══ Raw data ══

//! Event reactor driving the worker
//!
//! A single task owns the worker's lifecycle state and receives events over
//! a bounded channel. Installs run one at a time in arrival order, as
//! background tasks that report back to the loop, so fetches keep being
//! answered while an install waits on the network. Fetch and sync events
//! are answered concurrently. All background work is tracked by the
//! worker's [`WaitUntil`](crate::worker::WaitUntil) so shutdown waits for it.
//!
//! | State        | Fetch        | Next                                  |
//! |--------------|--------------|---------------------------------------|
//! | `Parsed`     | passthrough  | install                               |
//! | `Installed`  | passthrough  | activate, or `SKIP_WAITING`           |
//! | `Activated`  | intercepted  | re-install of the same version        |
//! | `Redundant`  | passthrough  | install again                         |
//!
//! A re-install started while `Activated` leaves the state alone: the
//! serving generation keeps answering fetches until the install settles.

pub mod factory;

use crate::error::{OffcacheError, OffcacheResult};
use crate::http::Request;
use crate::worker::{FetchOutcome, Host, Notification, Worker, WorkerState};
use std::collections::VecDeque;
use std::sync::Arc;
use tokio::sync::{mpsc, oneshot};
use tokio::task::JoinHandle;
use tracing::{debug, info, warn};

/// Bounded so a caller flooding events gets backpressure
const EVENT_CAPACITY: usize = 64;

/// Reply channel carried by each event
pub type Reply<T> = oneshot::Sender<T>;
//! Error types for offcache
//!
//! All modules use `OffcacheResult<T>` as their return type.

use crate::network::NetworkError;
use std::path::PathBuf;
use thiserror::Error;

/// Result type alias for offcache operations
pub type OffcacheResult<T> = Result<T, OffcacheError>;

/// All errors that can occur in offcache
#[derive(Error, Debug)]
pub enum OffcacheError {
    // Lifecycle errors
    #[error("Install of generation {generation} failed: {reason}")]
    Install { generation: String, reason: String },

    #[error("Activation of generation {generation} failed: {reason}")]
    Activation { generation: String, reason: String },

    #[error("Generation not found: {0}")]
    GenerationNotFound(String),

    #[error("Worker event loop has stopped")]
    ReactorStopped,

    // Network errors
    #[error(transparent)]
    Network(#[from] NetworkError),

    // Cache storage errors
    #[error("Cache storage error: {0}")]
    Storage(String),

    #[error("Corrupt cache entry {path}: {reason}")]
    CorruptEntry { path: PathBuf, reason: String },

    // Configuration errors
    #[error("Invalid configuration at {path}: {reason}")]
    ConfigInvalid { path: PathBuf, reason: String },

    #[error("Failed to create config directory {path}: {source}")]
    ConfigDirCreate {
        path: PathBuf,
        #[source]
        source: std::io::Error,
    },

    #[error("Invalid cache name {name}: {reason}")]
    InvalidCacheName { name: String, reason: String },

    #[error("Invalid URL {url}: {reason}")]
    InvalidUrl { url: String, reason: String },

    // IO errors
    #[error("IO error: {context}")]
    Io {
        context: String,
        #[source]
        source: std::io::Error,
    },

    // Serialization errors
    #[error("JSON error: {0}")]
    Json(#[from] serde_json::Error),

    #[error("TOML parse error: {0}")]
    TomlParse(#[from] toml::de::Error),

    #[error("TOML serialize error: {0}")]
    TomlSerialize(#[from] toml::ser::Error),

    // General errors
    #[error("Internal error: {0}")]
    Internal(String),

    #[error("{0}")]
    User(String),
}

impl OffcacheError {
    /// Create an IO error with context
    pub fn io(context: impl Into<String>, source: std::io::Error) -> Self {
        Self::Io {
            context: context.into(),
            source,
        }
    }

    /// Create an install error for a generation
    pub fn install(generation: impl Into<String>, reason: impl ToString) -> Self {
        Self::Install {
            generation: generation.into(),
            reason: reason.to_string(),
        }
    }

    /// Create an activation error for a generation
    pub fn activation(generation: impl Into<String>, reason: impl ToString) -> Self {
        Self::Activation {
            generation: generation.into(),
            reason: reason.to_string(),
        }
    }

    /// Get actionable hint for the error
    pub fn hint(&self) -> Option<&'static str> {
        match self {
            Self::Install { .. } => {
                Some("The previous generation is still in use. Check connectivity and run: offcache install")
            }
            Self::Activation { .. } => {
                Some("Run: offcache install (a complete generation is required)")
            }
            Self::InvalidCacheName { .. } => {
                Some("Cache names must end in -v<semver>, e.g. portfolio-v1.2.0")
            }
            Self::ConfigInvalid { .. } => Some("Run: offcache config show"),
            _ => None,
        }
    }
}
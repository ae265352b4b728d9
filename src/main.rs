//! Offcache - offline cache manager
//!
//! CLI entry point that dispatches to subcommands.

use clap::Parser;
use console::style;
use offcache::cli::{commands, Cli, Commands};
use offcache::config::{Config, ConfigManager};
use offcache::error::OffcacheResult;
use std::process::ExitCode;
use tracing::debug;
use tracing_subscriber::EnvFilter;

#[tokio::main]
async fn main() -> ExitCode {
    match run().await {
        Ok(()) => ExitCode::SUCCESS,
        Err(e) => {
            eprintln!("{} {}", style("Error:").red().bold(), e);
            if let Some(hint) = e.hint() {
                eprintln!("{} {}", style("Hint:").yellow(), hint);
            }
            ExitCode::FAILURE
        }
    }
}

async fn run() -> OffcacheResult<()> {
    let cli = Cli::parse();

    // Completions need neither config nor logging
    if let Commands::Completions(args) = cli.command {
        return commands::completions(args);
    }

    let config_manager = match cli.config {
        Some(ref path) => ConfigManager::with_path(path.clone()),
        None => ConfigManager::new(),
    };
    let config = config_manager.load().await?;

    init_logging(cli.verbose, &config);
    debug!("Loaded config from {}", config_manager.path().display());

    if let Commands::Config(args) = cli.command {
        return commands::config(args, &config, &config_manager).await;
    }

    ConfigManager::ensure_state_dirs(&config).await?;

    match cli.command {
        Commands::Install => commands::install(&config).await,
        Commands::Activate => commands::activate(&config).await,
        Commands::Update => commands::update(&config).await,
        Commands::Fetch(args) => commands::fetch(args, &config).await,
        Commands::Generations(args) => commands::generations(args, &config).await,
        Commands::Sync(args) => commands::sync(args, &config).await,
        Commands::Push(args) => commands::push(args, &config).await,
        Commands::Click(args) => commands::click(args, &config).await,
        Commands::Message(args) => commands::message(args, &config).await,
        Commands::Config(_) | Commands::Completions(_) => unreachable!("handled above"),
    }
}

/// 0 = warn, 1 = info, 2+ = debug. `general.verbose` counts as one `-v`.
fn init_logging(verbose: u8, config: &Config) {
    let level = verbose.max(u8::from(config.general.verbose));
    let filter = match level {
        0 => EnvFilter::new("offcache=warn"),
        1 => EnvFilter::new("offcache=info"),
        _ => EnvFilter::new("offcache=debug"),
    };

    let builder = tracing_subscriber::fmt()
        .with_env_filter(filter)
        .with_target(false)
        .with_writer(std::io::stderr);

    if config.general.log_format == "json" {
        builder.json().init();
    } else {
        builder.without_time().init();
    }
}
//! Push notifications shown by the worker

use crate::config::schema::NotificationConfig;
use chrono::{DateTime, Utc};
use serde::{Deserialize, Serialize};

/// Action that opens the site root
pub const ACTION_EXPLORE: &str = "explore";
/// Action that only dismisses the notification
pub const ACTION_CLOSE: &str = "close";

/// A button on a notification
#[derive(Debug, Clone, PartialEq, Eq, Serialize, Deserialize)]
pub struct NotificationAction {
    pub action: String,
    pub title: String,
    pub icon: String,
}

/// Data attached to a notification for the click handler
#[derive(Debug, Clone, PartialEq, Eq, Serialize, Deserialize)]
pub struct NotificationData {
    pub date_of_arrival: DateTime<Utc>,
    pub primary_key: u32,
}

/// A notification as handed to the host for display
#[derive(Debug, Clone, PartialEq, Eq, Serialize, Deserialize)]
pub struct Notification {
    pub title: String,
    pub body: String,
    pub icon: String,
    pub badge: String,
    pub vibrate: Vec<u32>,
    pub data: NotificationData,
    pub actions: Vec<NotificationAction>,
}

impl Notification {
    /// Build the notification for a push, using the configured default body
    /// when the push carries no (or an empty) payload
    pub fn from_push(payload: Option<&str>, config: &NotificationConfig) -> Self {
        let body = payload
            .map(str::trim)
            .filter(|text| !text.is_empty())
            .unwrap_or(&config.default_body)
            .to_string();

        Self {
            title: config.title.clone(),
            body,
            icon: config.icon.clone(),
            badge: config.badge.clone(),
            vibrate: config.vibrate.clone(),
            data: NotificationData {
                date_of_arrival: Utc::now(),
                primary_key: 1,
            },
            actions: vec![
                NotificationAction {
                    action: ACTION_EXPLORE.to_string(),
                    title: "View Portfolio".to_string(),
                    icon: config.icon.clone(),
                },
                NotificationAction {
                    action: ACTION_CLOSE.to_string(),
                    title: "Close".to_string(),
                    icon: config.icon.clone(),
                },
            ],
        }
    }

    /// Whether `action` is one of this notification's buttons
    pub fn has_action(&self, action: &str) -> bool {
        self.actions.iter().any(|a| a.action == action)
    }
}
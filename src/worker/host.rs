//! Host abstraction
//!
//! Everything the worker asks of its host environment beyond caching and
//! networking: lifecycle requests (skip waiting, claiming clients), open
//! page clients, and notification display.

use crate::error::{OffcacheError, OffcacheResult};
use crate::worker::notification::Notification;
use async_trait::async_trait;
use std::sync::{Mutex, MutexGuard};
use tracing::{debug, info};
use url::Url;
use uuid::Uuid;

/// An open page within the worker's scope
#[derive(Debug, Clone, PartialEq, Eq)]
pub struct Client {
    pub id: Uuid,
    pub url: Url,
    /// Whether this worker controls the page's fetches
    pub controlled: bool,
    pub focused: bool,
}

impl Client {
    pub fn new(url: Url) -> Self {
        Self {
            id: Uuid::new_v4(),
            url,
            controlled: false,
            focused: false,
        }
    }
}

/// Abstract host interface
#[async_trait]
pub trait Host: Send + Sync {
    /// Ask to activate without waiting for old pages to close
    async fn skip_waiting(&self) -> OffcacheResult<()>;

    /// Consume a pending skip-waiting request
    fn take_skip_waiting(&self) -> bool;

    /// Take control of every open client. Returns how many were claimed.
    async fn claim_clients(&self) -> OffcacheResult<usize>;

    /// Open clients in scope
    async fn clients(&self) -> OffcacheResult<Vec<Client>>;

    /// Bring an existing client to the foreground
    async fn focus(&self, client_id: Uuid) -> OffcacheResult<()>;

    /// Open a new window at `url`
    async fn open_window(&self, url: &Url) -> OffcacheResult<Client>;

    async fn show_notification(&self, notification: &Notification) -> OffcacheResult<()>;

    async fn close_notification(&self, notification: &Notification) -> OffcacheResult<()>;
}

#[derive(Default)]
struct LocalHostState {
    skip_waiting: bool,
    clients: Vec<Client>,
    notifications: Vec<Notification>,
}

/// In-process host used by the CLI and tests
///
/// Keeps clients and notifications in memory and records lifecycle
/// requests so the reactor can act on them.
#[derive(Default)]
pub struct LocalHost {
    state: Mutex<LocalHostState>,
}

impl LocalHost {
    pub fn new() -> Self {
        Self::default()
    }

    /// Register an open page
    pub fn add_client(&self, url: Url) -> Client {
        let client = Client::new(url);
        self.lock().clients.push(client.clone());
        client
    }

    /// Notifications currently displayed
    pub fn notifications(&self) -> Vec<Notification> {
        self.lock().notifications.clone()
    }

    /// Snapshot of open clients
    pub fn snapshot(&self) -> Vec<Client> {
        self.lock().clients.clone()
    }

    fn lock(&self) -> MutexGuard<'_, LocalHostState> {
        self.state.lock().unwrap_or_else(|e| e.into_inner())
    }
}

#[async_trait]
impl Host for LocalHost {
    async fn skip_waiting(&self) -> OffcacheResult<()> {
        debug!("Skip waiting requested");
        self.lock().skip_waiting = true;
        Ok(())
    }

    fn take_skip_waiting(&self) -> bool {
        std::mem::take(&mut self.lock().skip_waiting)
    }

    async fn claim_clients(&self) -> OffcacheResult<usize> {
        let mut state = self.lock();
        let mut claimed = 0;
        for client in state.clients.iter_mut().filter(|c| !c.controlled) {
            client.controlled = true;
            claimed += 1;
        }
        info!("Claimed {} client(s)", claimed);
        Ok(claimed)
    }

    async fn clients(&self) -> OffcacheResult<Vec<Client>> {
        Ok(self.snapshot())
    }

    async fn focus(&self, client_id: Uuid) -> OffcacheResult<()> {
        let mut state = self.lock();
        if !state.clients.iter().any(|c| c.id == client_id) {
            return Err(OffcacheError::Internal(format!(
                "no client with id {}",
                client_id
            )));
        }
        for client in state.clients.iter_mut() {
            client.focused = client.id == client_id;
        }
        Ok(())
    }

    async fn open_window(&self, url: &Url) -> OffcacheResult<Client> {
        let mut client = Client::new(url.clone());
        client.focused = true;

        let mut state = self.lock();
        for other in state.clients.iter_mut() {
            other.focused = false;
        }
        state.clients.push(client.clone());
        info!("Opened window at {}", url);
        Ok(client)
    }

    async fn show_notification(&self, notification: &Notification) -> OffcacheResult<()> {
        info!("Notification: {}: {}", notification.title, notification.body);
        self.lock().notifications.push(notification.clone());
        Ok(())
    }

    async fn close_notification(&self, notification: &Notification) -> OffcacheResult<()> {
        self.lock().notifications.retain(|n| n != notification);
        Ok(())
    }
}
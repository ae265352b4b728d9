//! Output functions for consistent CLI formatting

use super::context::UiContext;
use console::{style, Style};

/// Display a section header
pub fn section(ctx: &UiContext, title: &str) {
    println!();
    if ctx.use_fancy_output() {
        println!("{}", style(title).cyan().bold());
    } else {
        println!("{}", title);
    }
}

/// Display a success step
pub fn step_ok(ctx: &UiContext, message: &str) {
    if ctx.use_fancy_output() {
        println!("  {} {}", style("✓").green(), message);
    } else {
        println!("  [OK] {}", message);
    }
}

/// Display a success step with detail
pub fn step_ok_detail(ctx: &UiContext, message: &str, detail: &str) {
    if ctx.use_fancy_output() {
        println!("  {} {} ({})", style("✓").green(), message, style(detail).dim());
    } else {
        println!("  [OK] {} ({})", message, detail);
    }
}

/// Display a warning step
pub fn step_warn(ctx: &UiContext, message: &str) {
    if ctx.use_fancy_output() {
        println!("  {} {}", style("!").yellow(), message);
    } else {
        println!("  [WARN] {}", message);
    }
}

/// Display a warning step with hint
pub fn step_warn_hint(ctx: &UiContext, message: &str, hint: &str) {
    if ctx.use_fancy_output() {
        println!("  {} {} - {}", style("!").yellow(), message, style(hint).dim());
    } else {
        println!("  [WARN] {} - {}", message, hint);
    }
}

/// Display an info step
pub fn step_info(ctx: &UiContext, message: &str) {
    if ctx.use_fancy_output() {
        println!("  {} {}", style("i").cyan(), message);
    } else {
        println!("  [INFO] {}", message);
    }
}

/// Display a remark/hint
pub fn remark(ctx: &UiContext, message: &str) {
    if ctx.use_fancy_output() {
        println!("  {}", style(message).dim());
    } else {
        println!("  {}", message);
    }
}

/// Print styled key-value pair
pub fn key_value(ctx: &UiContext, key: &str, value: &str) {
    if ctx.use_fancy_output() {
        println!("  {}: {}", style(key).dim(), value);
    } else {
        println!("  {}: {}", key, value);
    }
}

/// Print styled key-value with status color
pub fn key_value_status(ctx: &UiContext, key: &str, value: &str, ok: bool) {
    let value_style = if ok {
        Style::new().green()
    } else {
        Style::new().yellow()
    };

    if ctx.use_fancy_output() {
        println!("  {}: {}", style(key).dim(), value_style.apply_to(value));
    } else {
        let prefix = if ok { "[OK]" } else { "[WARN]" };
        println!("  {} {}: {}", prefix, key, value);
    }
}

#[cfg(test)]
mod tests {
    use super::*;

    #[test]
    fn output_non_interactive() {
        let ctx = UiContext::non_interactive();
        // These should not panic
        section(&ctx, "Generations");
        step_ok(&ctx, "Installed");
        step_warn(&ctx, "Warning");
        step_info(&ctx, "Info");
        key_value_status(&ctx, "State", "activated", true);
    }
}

═══

Look through the records and gather every line containing "crate".

//! worker's [`WaitUntil`](crate::worker::WaitUntil) so shutdown waits for it.
use crate::error::{OffcacheError, OffcacheResult};
use crate::http::Request;
use crate::worker::{FetchOutcome, Host, Notification, Worker, WorkerState};
use crate::network::NetworkError;
use crate::config::schema::NotificationConfig;
use crate::error::{OffcacheError, OffcacheResult};
use crate::worker::notification::Notification;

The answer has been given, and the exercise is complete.